Darling: Photography in Natural Colors

Popular Science, heinäkuu 1916

By Lloyd Darling

The Brewster camera, showing the red plate, the green plate, and the perforated partition

Color photography is not new. it has been the goal of ambitious inventors ever since scientists really understood something of the nature of light. Nearly all methods of making colored photographs are long and expensive. Though beautiful results were in some cases secured, only an able scientist could manipulate the apparatus, time the exposures, and keep track of the dozens of little things all-essential to securing satisfactory results. Event the Lumière process, widely employed as it is, is handicapped by the fact that the pictures must be viewed through glass.

Most of the previous processes were of the "three-color" type. That is, they depended on the fact that from three colors of the spectrum, red, yellow-green, and blue-violet, all other hues could be made by combination. Negatives of an object were made through red, yellow, and blue filters, and positives therefrom were colored and joined in various ways to make a resultant colored picture.

Within recent years encouraging experiments have been made which involve the use of two colors only, red and green. The most recent system of color photography dependant on this method is that f Mr. Percy D. Brewster of New York.

Two Plates Are Used with the Camera

The camera employed in the Brewster system and other two-color systems differs from the ordinary photographer's mainly in that it has two plates instead of the customary one. The one directy back of the lens is known as the "green" plate; while the other at right angles is referres to as "red." This arises from the fact that light rays reaching the "green" plate must first pass through a green filter, while those falling on the "red" plate are correspondingly filtered by a red glass. The "green" plate is intended to record at the green portion of the spectrum, while the "red" is sensitive to those at the opposite end.

The manner in which the image is conveyed to both plates is interesting. Thus, Mr. Brewster mounts a few inches back of the camera shutter, a mirror called the "Swiss Cheese" plate, its surface being at a 45° angle with the plane of the lens. The mirror is thus strangely named because it is full of holes, which serve to permit parts of the image to pass through to the "green" plate; the remainder being reflected by the solid part to the "red" plate. inasmuch as images filtering through the holes overlap after passing the mirror, a complete picture is thrown on the "green" plate - and not a spotted one, as might be expected because of the holes. Likewise the solid portion throws a complete image on the "red" plate. Dividing the light between the two plates in this manner of course lengthens somewhat the time of exposure necessary; otherwise no other effects are ordinarily noticeable.

The same effect can be obtained in many other ways.

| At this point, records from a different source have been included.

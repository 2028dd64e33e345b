//! # Validation Module
//!
//! Field parsers that turn raw form text into typed values.
//!
//! ## Validation Strategy
//! ```text
//! ┌─────────────────────────────────────────────────────────────────────────┐
//! │                      Validation Layers                                  │
//! │                                                                         │
//! │  Layer 1: Console                                                      │
//! │  └── Collects raw text, one prompt per field                           │
//! │           │                                                             │
//! │           ▼                                                             │
//! │  Layer 2: THIS MODULE (via `forms`)                                    │
//! │  ├── Required text present                                             │
//! │  ├── Quantity is a positive integer                                    │
//! │  ├── Money is a non-negative decimal, at most 2 fraction digits        │
//! │  └── Unit is one of the fixed set                                      │
//! │           │                                                             │
//! │           ▼                                                             │
//! │  Layer 3: Database (SQLite)                                            │
//! │  ├── NOT NULL constraints                                              │
//! │  └── CHECK (quantity > 0), CHECK (amount >= 0)                         │
//! └─────────────────────────────────────────────────────────────────────────┘
//! ```
//!
//! Decimal input is parsed digit by digit into integer hundredths, so
//! "2.50" becomes exactly 250 cents and "8.25" exactly 825 bps.
//!
//! ## Usage
//! ```rust
//! use stockroom_core::validation::{parse_money, parse_quantity};
//!
//! assert_eq!(parse_quantity("quantity", "10").unwrap(), 10);
//! assert_eq!(parse_money("unit_cost", "2.50").unwrap().cents(), 250);
//! assert!(parse_quantity("quantity", "0").is_err());
//! assert!(parse_money("unit_cost", "abc").is_err());
//! ```

use crate::error::ValidationError;
use crate::money::{Money, TaxRate};
use crate::types::UnitOfMeasure;
use crate::{MAX_AMOUNT_CENTS, MAX_QUANTITY, MAX_TEXT_LEN};

/// Result type for validation operations.
pub type ValidationResult<T> = Result<T, ValidationError>;

// =============================================================================
// Text
// =============================================================================

/// Validates a required free-text field.
///
/// ## Rules
/// - Trimmed value must not be empty
/// - At most `MAX_TEXT_LEN` characters
///
/// ## Returns
/// The trimmed value.
pub fn require_text(field: &str, input: &str) -> ValidationResult<String> {
    let value = input.trim();

    if value.is_empty() {
        return Err(ValidationError::required(field));
    }

    check_length(field, value)?;
    Ok(value.to_string())
}

/// Validates an optional free-text field. Blank input becomes `None`.
pub fn optional_text(field: &str, input: &str) -> ValidationResult<Option<String>> {
    let value = input.trim();

    if value.is_empty() {
        return Ok(None);
    }

    check_length(field, value)?;
    Ok(Some(value.to_string()))
}

fn check_length(field: &str, value: &str) -> ValidationResult<()> {
    if value.chars().count() > MAX_TEXT_LEN {
        return Err(ValidationError::TooLong {
            field: field.to_string(),
            max: MAX_TEXT_LEN,
        });
    }
    Ok(())
}

// =============================================================================
// Numbers
// =============================================================================

/// Parses a quantity.
///
/// ## Rules
/// - Must be a whole number ("10", not "10.5")
/// - Must be positive (> 0)
/// - Must not exceed `MAX_QUANTITY`
///
/// ## Example
/// ```rust
/// use stockroom_core::validation::parse_quantity;
///
/// assert_eq!(parse_quantity("quantity", " 12 ").unwrap(), 12);
/// assert!(parse_quantity("quantity", "-3").is_err());
/// assert!(parse_quantity("quantity", "2.5").is_err());
/// ```
pub fn parse_quantity(field: &str, input: &str) -> ValidationResult<i64> {
    let value = input.trim();

    if value.is_empty() {
        return Err(ValidationError::required(field));
    }

    let qty: i64 = value
        .parse()
        .map_err(|_| ValidationError::invalid_format(field, "must be a whole number"))?;

    if qty <= 0 {
        return Err(ValidationError::MustBePositive {
            field: field.to_string(),
        });
    }

    if qty > MAX_QUANTITY {
        return Err(ValidationError::OutOfRange {
            field: field.to_string(),
            min: "1".to_string(),
            max: MAX_QUANTITY.to_string(),
        });
    }

    Ok(qty)
}

/// Parses a non-negative money amount ("2.50", "$9.99", "10").
///
/// ## Rules
/// - Required
/// - Decimal with at most two fraction digits; a leading `$` is allowed
/// - Zero is allowed (free items), negatives are not
/// - Must not exceed `MAX_AMOUNT_CENTS`
pub fn parse_money(field: &str, input: &str) -> ValidationResult<Money> {
    let value = input.trim();

    if value.is_empty() {
        return Err(ValidationError::required(field));
    }

    let value = value.strip_prefix('$').unwrap_or(value).trim();
    let max = Money::from_cents(MAX_AMOUNT_CENTS);
    let out_of_range = || ValidationError::OutOfRange {
        field: field.to_string(),
        min: Money::zero().to_string(),
        max: max.to_string(),
    };

    if let Some(rest) = value.strip_prefix('-') {
        // "-1.00" is a number, just not an acceptable one
        parse_hundredths(field, rest)?;
        return Err(out_of_range());
    }

    let cents = parse_hundredths(field, value)?;
    if cents > MAX_AMOUNT_CENTS {
        return Err(out_of_range());
    }

    Ok(Money::from_cents(cents))
}

/// Parses a tax percentage ("8.25", "8.25%", "0").
///
/// Blank input means no tax. Accepts 0 to 100 with at most two decimals.
pub fn parse_tax_percent(field: &str, input: &str) -> ValidationResult<TaxRate> {
    let value = input.trim();

    if value.is_empty() {
        return Ok(TaxRate::zero());
    }

    let value = value.strip_suffix('%').unwrap_or(value).trim();
    let out_of_range = || ValidationError::OutOfRange {
        field: field.to_string(),
        min: "0".to_string(),
        max: "100".to_string(),
    };

    if let Some(rest) = value.strip_prefix('-') {
        parse_hundredths(field, rest)?;
        return Err(out_of_range());
    }

    let bps = parse_hundredths(field, value)?;
    if bps > TaxRate::MAX_BPS as i64 {
        return Err(out_of_range());
    }

    Ok(TaxRate::from_bps(bps as u32))
}

/// Parses an unsigned decimal with at most two fraction digits into
/// hundredths: "2.5" → 250, "10" → 1000, ".75" → 75.
fn parse_hundredths(field: &str, value: &str) -> ValidationResult<i64> {
    let (whole, frac) = match value.split_once('.') {
        Some((whole, frac)) => (whole, frac),
        None => (value, ""),
    };

    let all_digits = |s: &str| s.chars().all(|c| c.is_ascii_digit());
    if (whole.is_empty() && frac.is_empty()) || !all_digits(whole) || !all_digits(frac) {
        return Err(ValidationError::invalid_format(field, "must be a number"));
    }

    if frac.len() > 2 {
        return Err(ValidationError::invalid_format(
            field,
            "at most 2 decimal places",
        ));
    }

    let too_large = || ValidationError::invalid_format(field, "number is too large");

    let whole_value: i64 = if whole.is_empty() {
        0
    } else {
        whole.parse().map_err(|_| too_large())?
    };

    // "5" → 50 hundredths, "05" → 5
    let frac_value: i64 = match frac.len() {
        0 => 0,
        1 => frac.parse::<i64>().map_err(|_| too_large())? * 10,
        _ => frac.parse().map_err(|_| too_large())?,
    };

    whole_value
        .checked_mul(100)
        .and_then(|v| v.checked_add(frac_value))
        .ok_or_else(too_large)
}

// =============================================================================
// Units
// =============================================================================

/// Parses a unit of measure from the fixed set.
pub fn parse_unit(field: &str, input: &str) -> ValidationResult<UnitOfMeasure> {
    if input.trim().is_empty() {
        return Err(ValidationError::required(field));
    }

    UnitOfMeasure::parse(input).ok_or_else(|| ValidationError::NotAllowed {
        field: field.to_string(),
        allowed: UnitOfMeasure::names(),
    })
}

// =============================================================================
// Unit Tests
// =============================================================================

Thus in what is known as the "kodachrome" process a plate is employed which, instead of being perforated with Swiss cheese holes, is thinly platinized, so that it can both reflect and transmit light.

It is understood of course that negatives obtained with the Brewster, "Kodachrome," and similar instruments are of the ordinary black-and-white variety - not colored in any way. The "green" plate differs from the ordinary negative only in the fact that it is especially dense where colors at the green end of the spectrum predominated, while the "red" plate likewise records densely roseate hues. From these two negatives positives are made on other plates by ordinary processes of contact printing. The image on the positive from the "green" plate is dyed red and that form the "red" plate green. The two positives are then placed face to face, and the image on one registered with the image on the other.

Hold the combined plates up to the light, and you can see the photographed object in its natural colors. it stands out from the background as striking as the original. The effect is startling, indeed.

Why Two Colors Must Be Employed

The reason for coloring the "green" positive red, and the "red" positive green, as mentioned in the foregoing, is rather elusive and at the same time particularly interesting. Consider for instance the case of a red rose on a background of green leaves. The "green" negative upon development will be almost black where the green leaves appear on the plate, while the rose will be almost transparent. Similarly with the "red" negative, the rose will appear dense, while the green is recorded as a transparent area.

Positives from these two plates will in each case of course be just the opposite of the negatives. That is, a positive from the green plate will show the leaves transparent, and the rose dense; while that from the "red" plate will show the leaves dense, and the rose transparent. Dyes used in this process affect only the dense places. it is obvious that if you want a red rose to bered in the resultant picture, you will have to color the positive from the "green" negative red, that being the only one showing the red rose as a dense area. Similarly, you will have to color the positive from the green negative "red," since in this case the leaves are dense. after dyeing them in this manner, the plates pass through a special process to eliminate the opaque black silver on the plates, leaving only the colored images. This process completed, the two plates are placed face to face and registered properly. Then you see the red rose in its proper place among the green leaves.

The next step is to cement these two positive emulsions together. This done, they are stripped from the glass and transferred to paper, canvas, ivory (in the case of a miniature), or any other backing. in their new positions they look not unlike an oil painting, especially when canvas is used as a mount.

For the sake of simplicity, the foregoing description of the red rose and green background referred only to these two colors. it is understood of course that almost any color which may have been present in the original object also appears in the finished picture. This is possible because red and green combined in different proportions by the process here used will give such desired colors.